Kararın hukuki açıdan Avrupa’da bir ilk niteliğinde
olduğunu; Kürtlerin, hukukçular ve dostlarının bu kararı iyi
değerlendirmesi gerektiğini ifade eden Şakar devamla şu değerlendirmeyi
yaptı: “Bu karar Kürt sorununa yönelik ‘terör’ mitosuna vurulmuş bir
darbedir. Bundan böyle Kürt sorunu ‘terör’ kavramı ile
değerlendirilmeyecektir. Belçika ceza mahkemesi bu kararı verinceye
kadar detaylı bir tartışma yürüttü. Kürdistan’da Türk devleti ile
Kürtler arasında yaşanan çatışmayı inceledi. İnceleme ve araştırmalar
neticesinde PKK’nin terör örgütü olmadığını, savaşın bir tarafı olduğu
noktasında karar verdi. Alınan bu karar Avrupa açısından yerel mahkeme
kararı olarak görülse dahi, bu dava sonucu uluslararası kamuoyunda ciddi
sonuçları kendisiyle beraber getirecektir.”

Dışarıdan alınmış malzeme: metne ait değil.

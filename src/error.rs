//! Error types for vaultcore

use std::io;
use std::path::PathBuf;
use thiserror::Error;

/// Result type alias using our Error type
pub type Result<T> = std::result::Result<T, Error>;

/// Main error type for vaultcore
#[derive(Error, Debug)]
pub enum Error {
    // Lookup and policy errors
    #[error("Not found: {0}")]
    NotFound(String),

    #[error("Forbidden: {0}")]
    Forbidden(String),

    #[error("Validation error: {0}")]
    Validation(String),

    // Storage errors
    #[error("Storage unavailable at {path:?}: {source}")]
    StorageUnavailable {
        path: PathBuf,
        #[source]
        source: io::Error,
    },

    #[error("Record store error: {0}")]
    Store(String),

    #[error("Database error: {0}")]
    Database(#[from] sled::Error),

    // Crypto errors
    #[error("Cipher I/O error: {0}")]
    CipherIo(String),

    #[error("Entropy source failure: {0}")]
    Entropy(String),

    // Export errors
    #[error("Archive error: {0}")]
    Archive(String),

    // Config errors
    #[error("Configuration error: {0}")]
    Config(String),

    #[error("Invalid configuration: {0}")]
    InvalidConfig(String),

    // IO errors
    #[error("IO error: {0}")]
    Io(#[from] io::Error),

    // Serialization errors
    #[error("Serialization error: {0}")]
    Serialization(String),

    // General errors
    #[error("Internal error: {0}")]
    Internal(String),
}

/// Coarse classification an API layer maps onto its own status codes
#[derive(Debug, Clone, Copy, PartialEq, Eq)]
pub enum ErrorKind {
    NotFound,
    Forbidden,
    StorageUnavailable,
    CipherIo,
    Validation,
    Internal,
}

impl ErrorKind {
    /// Conventional HTTP status for this kind
    pub fn http_status(self) -> u16 {
        match self {
            ErrorKind::NotFound => 404,
            ErrorKind::Forbidden => 403,
            ErrorKind::Validation => 400,
            ErrorKind::StorageUnavailable => 503,
            ErrorKind::CipherIo | ErrorKind::Internal => 500,
        }
    }
}

impl Error {
    /// Classify this error
    pub fn kind(&self) -> ErrorKind {
        match self {
            Error::NotFound(_) => ErrorKind::NotFound,
            Error::Forbidden(_) => ErrorKind::Forbidden,
            Error::Validation(_) | Error::InvalidConfig(_) => ErrorKind::Validation,
            Error::StorageUnavailable { .. } => ErrorKind::StorageUnavailable,
            Error::CipherIo(_) => ErrorKind::CipherIo,
            Error::Io(e) if e.kind() == io::ErrorKind::NotFound => ErrorKind::NotFound,
            _ => ErrorKind::Internal,
        }
    }

    pub(crate) fn storage(path: impl Into<PathBuf>, source: io::Error) -> Self {
        Error::StorageUnavailable {
            path: path.into(),
            source,
        }
    }
}

impl From<serde_json::Error> for Error {
    fn from(e: serde_json::Error) -> Self {
        Error::Serialization(e.to_string())
    }
}

impl From<zip::result::ZipError> for Error {
    fn from(e: zip::result::ZipError) -> Self {
        Error::Archive(e.to_string())
    }
}

#[cfg(test)]
mod tests {
    use super::*;

    #[test]
    fn test_kind_mapping() {
        assert_eq!(Error::NotFound("x".into()).kind(), ErrorKind::NotFound);
        assert_eq!(Error::Forbidden("x".into()).kind(), ErrorKind::Forbidden);
        assert_eq!(Error::Validation("x".into()).kind(), ErrorKind::Validation);
        assert_eq!(Error::CipherIo("x".into()).kind(), ErrorKind::CipherIo);
        assert_eq!(
            Error::storage("/nope", io::Error::from(io::ErrorKind::PermissionDenied)).kind(),
            ErrorKind::StorageUnavailable
        );
        assert_eq!(Error::Store("down".into()).kind(), ErrorKind::Internal);
    }

    #[test]
    fn test_http_status() {
        assert_eq!(ErrorKind::NotFound.http_status(), 404);
        assert_eq!(ErrorKind::Forbidden.http_status(), 403);
        assert_eq!(ErrorKind::Validation.http_status(), 400);
        assert_eq!(ErrorKind::StorageUnavailable.http_status(), 503);
        assert_eq!(ErrorKind::CipherIo.http_status(), 500);
    }

    #[test]
    fn test_io_not_found_classifies_as_not_found() {
        let err: Error = io::Error::from(io::ErrorKind::NotFound).into();
        assert_eq!(err.kind(), ErrorKind::NotFound);
    }
}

Hükümet hukukunu tanımıyor
Belçika hükümeti kendi hukukunu hiçe sayarak, Belçika
Yüksek Mahkemesi’nin kararını tanımadığını belirtti. Belçika Dışişleri
ve Savunma Bakanı Philippe Goffin tarafından yapılan yazılı açıklamada
şu ifadelere yer verildi: “Bu karar hiçbir şekilde PKK’nin Belçika
makamları tarafından takibe alınmayacağı anlamına gelmiyor. Ceza
Kanunu’nun diğer suçlarından dolayı yargılanabilirler. Karar, Belçika
devletini uluslararası terörizme karşı savaşta bağlamıyor. Buna PKK ya
da ona bağlı gruplara karşı mücadele de dahildir. Avrupa Birliğinin ve
diğer devletlerin de görüşünü göz önünde bulundurursak Belçika hükümetin
tavrı şudur: PKK bir terör örgütüdür.”